The associated tasks can vary in complexity, cost and impact and in the absence of a more systematic vehicle to facilitate demand management, the way that the challenge is beginning its life, is as a reasonably protracted regulatory change program. However, because the opportunity to review and to improve does not stop after one cycle, there is the need to embed reviews into a sustainable and efficient operating model. For those who have not started yet the benefit of systemising the approach from the outset is also now available.
The process itself appears to be best served through the operation of a two lane process, differentiating the approach taken for quick wins from the more project based demands for which further information is required and a wider stakeholders community involvement is needed.
Quick wins:
A quick win is an opportunity for which the process owner identifies an opportunity for improvement within the process they own, and where adjustment can be made autonomously within that department without drawing on other departmental resources or incremental funding. These include things like adjustments like training routines, amending call scripts or making simple process adjustments.
Relatively easy to define and implement, the quick win can be tracked and implemented relatively easily through a simple linear process but can still have the ability to make significant impact on the customer experience and the protection of reputation.
Root Cause Analysis & Demand Management:
Other improvement suggestions are more challenging to administer and execute against.
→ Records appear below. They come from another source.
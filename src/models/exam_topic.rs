// src/models/exam_topic.rs

use chrono::{DateTime, Utc};
use serde::{Deserialize, Serialize};
use sqlx::FromRow;
use validator::Validate;

/// Represents the 'exam_topics' table: one instructor's assignment to supply
/// `total_questions` questions for a topic within an exam.
#[derive(Debug, Clone, FromRow, Serialize, Deserialize)]
pub struct ExamTopic {
    pub id: i64,
    pub exam_id: i64,
    pub topic_id: i64,

    /// Owning instructor.
    pub user_id: i64,

    /// Question quota for this assignment.
    pub total_questions: i32,

    pub deadline: DateTime<Utc>,
    pub created_at: DateTime<Utc>,
    pub updated_at: Option<DateTime<Utc>>,
}

/// Assignment row joined with topic/instructor names and the live question count.
#[derive(Debug, Serialize, FromRow)]
pub struct ExamTopicSummary {
    pub id: i64,
    pub exam_id: i64,
    pub topic_id: i64,
    pub topic_title: String,
    pub user_id: i64,
    pub instructor_name: String,
    pub total_questions: i32,
    pub used_questions: i64,
    pub deadline: DateTime<Utc>,
}

/// DTO for assigning a topic to an instructor. Also used for edits, where
/// every field is replaced.
#[derive(Debug, Deserialize, Validate)]
pub struct ExamTopicRequest {
    pub topic_id: i64,
    pub user_id: i64,
    #[validate(range(min = 1, message = "Total questions must be at least 1."))]
    pub total_questions: i32,
    pub deadline: DateTime<Utc>,
}
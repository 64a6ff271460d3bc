// src/models/question.rs

use chrono::{DateTime, Utc};
use serde::{Deserialize, Serialize};
use sqlx::prelude::FromRow;
use validator::Validate;

/// Represents the 'questions' table in the database.
#[derive(Debug, Clone, FromRow)]
pub struct Question {
    pub id: i64,

    /// Denormalized from the exam topic.
    pub exam_id: i64,

    pub exam_topic_id: i64,

    /// Base64 ciphertext of the question text.
    pub content: String,

    pub marks: i32,

    pub created_at: DateTime<Utc>,
}

/// Represents the 'choices' table in the database.
#[derive(Debug, Clone, FromRow)]
pub struct Choice {
    pub id: i64,
    pub question_id: i64,

    /// Base64 ciphertext of the choice text.
    pub choice_text: String,

    pub is_correct: bool,
}

/// A question loaded together with its choices, choices in insertion order.
#[derive(Debug, Clone)]
pub struct QuestionWithChoices {
    pub question: Question,
    pub choices: Vec<Choice>,
}

/// A choice as submitted by the client.
///
/// On update, a missing or zero `id` means "new choice".
#[derive(Debug, Clone, Serialize, Deserialize, Validate)]
pub struct ChoiceInput {
    #[serde(default)]
    pub id: Option<i64>,
    #[validate(length(min = 1, max = 2000, message = "Choice text length must be between 1 and 2000 chars"))]
    pub choice_text: String,
    #[serde(default)]
    pub is_correct: bool,
}

impl ChoiceInput {
    /// The id of the stored choice this input refers to, if any.
    pub fn existing_id(&self) -> Option<i64> {
        self.id.filter(|id| *id != 0)
    }
}

/// DTO for creating a new question.
#[derive(Debug, Deserialize, Validate)]
pub struct CreateQuestionRequest {
    pub exam_topic_id: i64,
    #[validate(length(min = 1, max = 10000, message = "Content length must be between 1 and 10000 chars"))]
    pub content: String,
    #[validate(range(min = 1, message = "Marks must be at least 1."))]
    pub marks: i32,
    #[validate(custom(function = validate_choices))]
    pub choices: Vec<ChoiceInput>,
}

/// DTO for replacing a question and reconciling its choices.
#[derive(Debug, Deserialize, Validate)]
pub struct UpdateQuestionRequest {
    pub question_id: i64,
    pub exam_topic_id: i64,
    #[validate(length(min = 1, max = 10000, message = "Content length must be between 1 and 10000 chars"))]
    pub content: String,
    #[validate(range(min = 1, message = "Marks must be at least 1."))]
    pub marks: i32,
    #[validate(custom(function = validate_choices))]
    pub choices: Vec<ChoiceInput>,
}

fn validate_choices(choices: &[ChoiceInput]) -> Result<(), validator::ValidationError> {
    if choices.is_empty() {
        return Err(validator::ValidationError::new("choices_cannot_be_empty"));
    }
    for choice in choices {
        if choice.validate().is_err() {
            return Err(validator::ValidationError::new("invalid_choice_text"));
        }
    }
    Ok(())
}

/// Decrypted choice as returned to the client.
#[derive(Debug, Clone, Serialize, Deserialize, PartialEq)]
pub struct ChoiceResponse {
    pub id: i64,
    pub choice_text: String,
    pub is_correct: bool,
}

/// Decrypted question as returned to the client.
#[derive(Debug, Clone, Serialize, Deserialize)]
pub struct QuestionResponse {
    pub id: i64,
    pub exam_id: i64,
    pub exam_topic_id: i64,
    pub content: String,
    pub marks: i32,
    pub choices: Vec<ChoiceResponse>,
}

/// Questions of one exam topic plus quota counters.
#[derive(Debug, Serialize, Deserialize)]
pub struct QuestionListResponse {
    pub exam_id: i64,
    pub exam_topic_id: i64,
    pub total_questions: i32,
    pub used_questions: i64,
    pub remaining_questions: i64,
    pub questions: Vec<QuestionResponse>,
}

/// Already-encrypted choice ready to be inserted.
#[derive(Debug, Clone)]
pub struct NewChoice {
    pub choice_text: String,
    pub is_correct: bool,
}

/// Already-encrypted question aggregate ready to be inserted.
#[derive(Debug, Clone)]
pub struct NewQuestion {
    pub exam_id: i64,
    pub exam_topic_id: i64,
    pub content: String,
    pub marks: i32,
    pub choices: Vec<NewChoice>,
}

/// In-place change to a stored choice. `choice_text` is `None` when the
/// text is unchanged and the stored ciphertext must be kept.
#[derive(Debug, Clone, PartialEq)]
pub struct ChoiceChange {
    pub id: i64,
    pub choice_text: Option<String>,
    pub is_correct: bool,
}

/// Result of reconciling submitted choices against stored ones.
#[derive(Debug, Clone, Default)]
pub struct ChoicePlan {
    pub changed: Vec<ChoiceChange>,
    pub inserted: Vec<NewChoice>,
    pub deleted: Vec<i64>,
}

/// Everything an update writes, in one unit of work.
#[derive(Debug, Clone)]
pub struct QuestionUpdate {
    pub exam_id: i64,
    pub question_id: i64,
    pub previous_exam_topic_id: i64,
    pub exam_topic_id: i64,
    /// New ciphertext, or `None` to keep the stored one.
    pub content: Option<String>,
    pub marks: i32,
    pub choices: ChoicePlan,
}

impl QuestionUpdate {
    pub fn moves_topic(&self) -> bool {
        self.previous_exam_topic_id != self.exam_topic_id
    }
}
These are often where the root cause lies somewhere other than the process itself, where system work is required for example, or where external departments or third parties need to be involved and or incremental funding is required to implement the suggested change.
Not all suggestions put forward will be approved and decisions made and recorded on the basis of cost versus feasibility and commercial merit. To facilitate the selection and approval process an indication of relative cost, complexity and value is therefore required to inform approval process and for this reason additional information needs to be gathered as part of the journey.
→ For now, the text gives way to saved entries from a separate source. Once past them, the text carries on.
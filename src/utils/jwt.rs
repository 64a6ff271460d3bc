// src/utils/jwt.rs

use std::time::{SystemTime, UNIX_EPOCH};

use axum::{
    body::Body,
    extract::State,
    http::{Request, header},
    middleware::Next,
    response::Response,
};
use jsonwebtoken::{DecodingKey, EncodingKey, Header, Validation, decode, encode};
use serde::{Deserialize, Serialize};

use crate::{config::Config, error::AppError};

pub const ROLE_STUDENT: &str = "student";
pub const ROLE_INSTRUCTOR: &str = "instructor";
pub const ROLE_ADMIN: &str = "admin";
pub const ROLE_SUPER_ADMIN: &str = "super_admin";

/// JWT Claims structure.
#[derive(Debug, Deserialize, Serialize, Clone)]
pub struct Claims {
    /// Subject - Stores the User ID (as string).
    pub sub: String,
    /// User's role (e.g., 'instructor', 'admin').
    pub role: String,
    /// Expiration time as Unix timestamp.
    pub exp: usize,
}

impl Claims {
    /// Numeric id of the acting user.
    pub fn user_id(&self) -> Result<i64, AppError> {
        self.sub
            .parse::<i64>()
            .map_err(|_| AppError::AuthError("User not found.".to_string()))
    }

    pub fn has_role(&self, allowed: &[&str]) -> bool {
        allowed.contains(&self.role.as_str())
    }
}

/// Signs a new JWT for the user.
///
/// The login flow lives outside this service; tokens it issues must carry the
/// same claims and be signed with the same secret.
pub fn sign_jwt(
    id: i64,
    role: &str,
    secret: &str,
    expiration_seconds: u64,
) -> Result<String, AppError> {
    let expiration = SystemTime::now()
        .duration_since(UNIX_EPOCH)
        .map_err(|e| AppError::InternalServerError(e.to_string()))?
        .as_secs() as usize
        + expiration_seconds as usize;

    let claims = Claims {
        sub: id.to_string(),
        role: role.to_owned(),
        exp: expiration,
    };

    encode(
        &Header::default(),
        &claims,
        &EncodingKey::from_secret(secret.as_bytes()),
    )
    .map_err(|e| AppError::InternalServerError(e.to_string()))
}

/// Verifies and decodes a JWT string.
///
/// Returns the `Claims` if valid, otherwise returns an `AppError`.
pub fn verify_jwt(token: &str, secret: &str) -> Result<Claims, AppError> {
    let token_data = decode(
        token,
        &DecodingKey::from_secret(secret.as_bytes()),
        &Validation::default(),
    )
    .map_err(|_| AppError::AuthError("Invalid token.".to_string()))?;

    Ok(token_data.claims)
}

/// Axum Middleware: Authentication.
///
/// Intercepts requests, validates the 'Authorization: Bearer <token>' header.
/// If valid, injects `Claims` into the request extensions for handlers to use.
/// If invalid, returns 401 Unauthorized.
pub async fn auth_middleware(
    State(config): State<Config>,
    mut req: Request<Body>,
    next: Next,
) -> Result<Response, AppError> {
    let token = req
        .headers()
        .get(header::AUTHORIZATION)
        .and_then(|value| value.to_str().ok())
        .and_then(|value| value.strip_prefix("Bearer "))
        .ok_or_else(|| AppError::AuthError("Missing bearer token.".to_string()))?;

    let claims = verify_jwt(token, &config.jwt_secret)?;
    req.extensions_mut().insert(claims);
    Ok(next.run(req).await)
}

fn require_role(req: &Request<Body>, allowed: &[&str]) -> Result<(), AppError> {
    let claims = req
        .extensions()
        .get::<Claims>()
        .ok_or_else(|| AppError::AuthError("User not found.".to_string()))?;

    if !claims.has_role(allowed) {
        tracing::warn!("Role '{}' denied, requires one of {:?}", claims.role, allowed);
        return Err(AppError::Forbidden("Unauthorized.".to_string()));
    }
    Ok(())
}

/// Axum Middleware: Instructor Authorization.
///
/// Must be used AFTER `auth_middleware`.
pub async fn instructor_middleware(req: Request<Body>, next: Next) -> Result<Response, AppError> {
    require_role(&req, &[ROLE_INSTRUCTOR])?;
    Ok(next.run(req).await)
}

/// Axum Middleware: Admin Authorization.
///
/// Must be used AFTER `auth_middleware`. Super admins pass as well.
pub async fn admin_middleware(req: Request<Body>, next: Next) -> Result<Response, AppError> {
    require_role(&req, &[ROLE_ADMIN, ROLE_SUPER_ADMIN])?;
    Ok(next.run(req).await)
}
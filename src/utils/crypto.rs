// src/utils/crypto.rs

//! Field-level encryption for question and choice text at rest.
//!
//! Each value is sealed with AES-256-GCM-SIV under a process-wide key derived
//! from `ENCRYPTION_KEY` (SHA-256 of the secret). A fresh 96-bit nonce is
//! drawn per call and stored in front of the ciphertext, so the column value
//! is `base64(nonce || ciphertext || tag)`. Equal plaintexts therefore never
//! share a ciphertext.

use aes_gcm_siv::{
    Aes256GcmSiv, Nonce,
    aead::{Aead, KeyInit, OsRng, rand_core::RngCore},
};
use base64::{Engine as _, engine::general_purpose::STANDARD};
use sha2::{Digest, Sha256};
use thiserror::Error;

/// Byte length of an AES-GCM-SIV nonce.
pub const NONCE_LEN: usize = 12;

/// Byte length of the authentication tag appended by the AEAD.
pub const TAG_LEN: usize = 16;

#[derive(Debug, Error)]
pub enum CryptoError {
    #[error("cipher key could not be initialised")]
    InvalidKey,

    #[error("encryption failed")]
    Encryption,

    #[error("ciphertext is not valid base64")]
    InvalidEncoding,

    #[error("ciphertext is shorter than nonce and tag")]
    Truncated,

    #[error("ciphertext failed authentication")]
    Authentication,

    #[error("decrypted bytes are not valid UTF-8")]
    InvalidUtf8,
}

/// Symmetric codec shared by every request; cheap to clone behind an `Arc`.
#[derive(Clone)]
pub struct FieldCipher {
    cipher: Aes256GcmSiv,
}

impl FieldCipher {
    pub fn new(secret: &str) -> Result<Self, CryptoError> {
        let key = Sha256::digest(secret.as_bytes());
        let cipher = Aes256GcmSiv::new_from_slice(&key).map_err(|_| CryptoError::InvalidKey)?;
        Ok(Self { cipher })
    }

    /// Encrypts UTF-8 text. Empty or absent input yields `None` without
    /// touching the cipher.
    pub fn encrypt(&self, plaintext: Option<&str>) -> Result<Option<String>, CryptoError> {
        let Some(plaintext) = plaintext.filter(|p| !p.is_empty()) else {
            return Ok(None);
        };

        let mut nonce_bytes = [0u8; NONCE_LEN];
        OsRng.fill_bytes(&mut nonce_bytes);

        let sealed = self
            .cipher
            .encrypt(Nonce::from_slice(&nonce_bytes), plaintext.as_bytes())
            .map_err(|_| CryptoError::Encryption)?;

        let mut buf = Vec::with_capacity(NONCE_LEN + sealed.len());
        buf.extend_from_slice(&nonce_bytes);
        buf.extend_from_slice(&sealed);

        Ok(Some(STANDARD.encode(buf)))
    }

    /// Reverses [`FieldCipher::encrypt`]. Empty or absent input yields `None`.
    pub fn decrypt(&self, ciphertext: Option<&str>) -> Result<Option<String>, CryptoError> {
        let Some(ciphertext) = ciphertext.filter(|c| !c.is_empty()) else {
            return Ok(None);
        };

        let buf = STANDARD
            .decode(ciphertext)
            .map_err(|_| CryptoError::InvalidEncoding)?;
        if buf.len() < NONCE_LEN + TAG_LEN {
            return Err(CryptoError::Truncated);
        }

        let (nonce, sealed) = buf.split_at(NONCE_LEN);
        let plaintext = self
            .cipher
            .decrypt(Nonce::from_slice(nonce), sealed)
            .map_err(|_| CryptoError::Authentication)?;

        String::from_utf8(plaintext)
            .map(Some)
            .map_err(|_| CryptoError::InvalidUtf8)
    }
}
To step through this process in an efficient way is not an unfamiliar challenge and appears to present an additional opportunity to look at the general systemisation of demand management & continuous improvement.
Change control:
Once stakeholders have reviewed processes and adjusted them to be in line with Customer Duty, a process is also be required to ensure that these benefits are not undone by unapproved or ill-informed process change. For this challenge, in much the same way that one might perform a Data Impact Assessment to ensure process change remains within data protection policy, there is a similar need for a workflow to be initiated when consumer facing processes are created or changed in what one might call a Consumer Impact Assessment.
The relevance of PRIMED:
Designed for cost effective, rapid deployment and delivering a simple systematic approach, PRIMED is able to cope with all of these issues: Capturing business processes & hierarchy and allowing opportunity and risk to be captured in relation to either the process of the individual step, PRIMED is also able to map the opportunity to a root cause. Then with a variety of workflow options, information can be passed through a structured process, engaging stakeholders through secure email.
The system is able to segregate quick wins and larger projects and move larger projects through the demand cycle, gathering further information about actual cost and value, prior to approval and then provides a platform to monitor and record progress through the delivery cycle. With a simple low touch way of facilitating change control and control oversight within the same data model, PRIMED is an agile and low cost way of bringing some or all of these things together into an automated and efficient process.
For those who have not started yet PRIMED also has the ability to manage the entire end to end implementation program in a similar simple and effective way and to expand as required to accommodate principles of continuous improvement.